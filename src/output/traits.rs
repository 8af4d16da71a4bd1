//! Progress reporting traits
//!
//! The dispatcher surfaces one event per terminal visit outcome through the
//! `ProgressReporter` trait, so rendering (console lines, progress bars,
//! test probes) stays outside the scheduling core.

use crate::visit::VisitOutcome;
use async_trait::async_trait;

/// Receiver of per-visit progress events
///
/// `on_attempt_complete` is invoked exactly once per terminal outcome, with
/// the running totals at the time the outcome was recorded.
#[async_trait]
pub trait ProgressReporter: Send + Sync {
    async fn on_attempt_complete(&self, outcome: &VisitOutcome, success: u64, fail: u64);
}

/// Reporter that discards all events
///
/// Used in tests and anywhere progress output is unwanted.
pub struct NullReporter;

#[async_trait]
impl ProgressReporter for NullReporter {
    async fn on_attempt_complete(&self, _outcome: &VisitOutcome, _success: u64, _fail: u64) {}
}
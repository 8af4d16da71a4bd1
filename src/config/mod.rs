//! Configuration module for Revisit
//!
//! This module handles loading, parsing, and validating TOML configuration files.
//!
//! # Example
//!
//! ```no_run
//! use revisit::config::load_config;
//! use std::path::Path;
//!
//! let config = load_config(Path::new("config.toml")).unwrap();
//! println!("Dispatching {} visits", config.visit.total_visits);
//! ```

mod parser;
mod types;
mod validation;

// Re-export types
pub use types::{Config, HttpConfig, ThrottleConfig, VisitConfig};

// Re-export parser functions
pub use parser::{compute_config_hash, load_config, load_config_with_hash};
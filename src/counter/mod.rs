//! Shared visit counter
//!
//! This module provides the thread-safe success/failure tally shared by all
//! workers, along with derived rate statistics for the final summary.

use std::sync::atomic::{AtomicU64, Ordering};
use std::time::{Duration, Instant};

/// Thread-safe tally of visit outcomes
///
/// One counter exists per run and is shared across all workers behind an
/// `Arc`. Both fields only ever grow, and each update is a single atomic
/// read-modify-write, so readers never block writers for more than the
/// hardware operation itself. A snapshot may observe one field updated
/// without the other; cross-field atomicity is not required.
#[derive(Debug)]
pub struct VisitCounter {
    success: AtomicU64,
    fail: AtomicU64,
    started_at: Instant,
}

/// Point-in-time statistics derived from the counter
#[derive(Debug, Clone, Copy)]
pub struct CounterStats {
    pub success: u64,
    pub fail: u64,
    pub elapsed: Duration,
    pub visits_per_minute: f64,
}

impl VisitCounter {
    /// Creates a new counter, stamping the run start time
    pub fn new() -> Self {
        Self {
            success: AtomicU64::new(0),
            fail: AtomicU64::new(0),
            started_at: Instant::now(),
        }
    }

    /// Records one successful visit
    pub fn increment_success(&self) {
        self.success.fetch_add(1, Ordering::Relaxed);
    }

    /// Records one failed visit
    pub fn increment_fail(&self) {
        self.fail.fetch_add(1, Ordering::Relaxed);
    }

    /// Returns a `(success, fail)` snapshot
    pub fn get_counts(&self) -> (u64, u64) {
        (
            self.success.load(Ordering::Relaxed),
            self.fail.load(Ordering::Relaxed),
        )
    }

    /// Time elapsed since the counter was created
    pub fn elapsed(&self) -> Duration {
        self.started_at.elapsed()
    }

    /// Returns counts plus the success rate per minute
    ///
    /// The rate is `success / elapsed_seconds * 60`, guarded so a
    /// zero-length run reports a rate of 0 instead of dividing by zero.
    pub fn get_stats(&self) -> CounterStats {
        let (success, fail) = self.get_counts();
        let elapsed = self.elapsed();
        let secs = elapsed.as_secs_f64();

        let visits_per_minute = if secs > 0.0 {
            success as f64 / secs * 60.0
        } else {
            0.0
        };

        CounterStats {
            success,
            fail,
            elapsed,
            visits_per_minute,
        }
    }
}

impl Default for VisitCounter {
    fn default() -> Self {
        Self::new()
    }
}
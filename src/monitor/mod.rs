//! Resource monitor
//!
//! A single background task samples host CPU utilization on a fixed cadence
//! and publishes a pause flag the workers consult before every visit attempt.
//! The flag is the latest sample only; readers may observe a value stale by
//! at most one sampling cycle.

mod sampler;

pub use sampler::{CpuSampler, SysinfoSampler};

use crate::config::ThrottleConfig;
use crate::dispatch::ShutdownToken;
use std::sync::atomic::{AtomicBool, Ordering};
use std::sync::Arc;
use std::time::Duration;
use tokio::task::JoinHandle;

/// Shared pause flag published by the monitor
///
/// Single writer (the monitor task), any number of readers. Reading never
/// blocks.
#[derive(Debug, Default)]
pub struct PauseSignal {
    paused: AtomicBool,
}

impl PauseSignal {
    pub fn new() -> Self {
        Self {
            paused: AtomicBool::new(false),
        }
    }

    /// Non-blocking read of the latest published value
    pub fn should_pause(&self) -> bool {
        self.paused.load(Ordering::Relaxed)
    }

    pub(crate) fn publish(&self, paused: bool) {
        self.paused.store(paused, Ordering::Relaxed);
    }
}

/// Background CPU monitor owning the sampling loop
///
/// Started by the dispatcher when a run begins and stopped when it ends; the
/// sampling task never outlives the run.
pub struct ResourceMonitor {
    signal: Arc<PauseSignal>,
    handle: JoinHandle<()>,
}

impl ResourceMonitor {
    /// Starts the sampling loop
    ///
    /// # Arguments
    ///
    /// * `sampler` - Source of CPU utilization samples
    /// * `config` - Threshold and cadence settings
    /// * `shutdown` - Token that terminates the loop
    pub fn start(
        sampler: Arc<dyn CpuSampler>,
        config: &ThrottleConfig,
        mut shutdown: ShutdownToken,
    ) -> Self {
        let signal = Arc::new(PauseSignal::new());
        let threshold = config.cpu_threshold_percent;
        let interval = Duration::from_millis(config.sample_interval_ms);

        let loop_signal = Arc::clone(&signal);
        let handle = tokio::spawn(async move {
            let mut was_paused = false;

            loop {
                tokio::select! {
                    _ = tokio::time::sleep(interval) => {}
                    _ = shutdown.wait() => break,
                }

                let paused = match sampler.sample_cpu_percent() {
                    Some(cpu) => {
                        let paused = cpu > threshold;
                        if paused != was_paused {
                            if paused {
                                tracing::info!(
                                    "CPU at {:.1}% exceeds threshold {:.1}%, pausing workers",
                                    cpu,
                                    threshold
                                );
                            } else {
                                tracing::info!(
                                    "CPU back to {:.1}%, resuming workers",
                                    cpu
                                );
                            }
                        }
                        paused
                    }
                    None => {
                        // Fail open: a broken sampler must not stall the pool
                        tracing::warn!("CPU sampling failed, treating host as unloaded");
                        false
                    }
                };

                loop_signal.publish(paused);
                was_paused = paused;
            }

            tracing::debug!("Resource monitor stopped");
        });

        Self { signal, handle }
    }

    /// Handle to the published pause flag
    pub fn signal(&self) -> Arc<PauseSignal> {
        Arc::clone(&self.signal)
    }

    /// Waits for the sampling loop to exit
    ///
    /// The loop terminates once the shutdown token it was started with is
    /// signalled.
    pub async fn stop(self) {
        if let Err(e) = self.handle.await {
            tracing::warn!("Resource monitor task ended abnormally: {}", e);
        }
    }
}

## [WHAT TO WORK ON]
Please state the number of lines in the listing that include the word "Duration", with no other words.

## [WRITTEN ANSWER]
5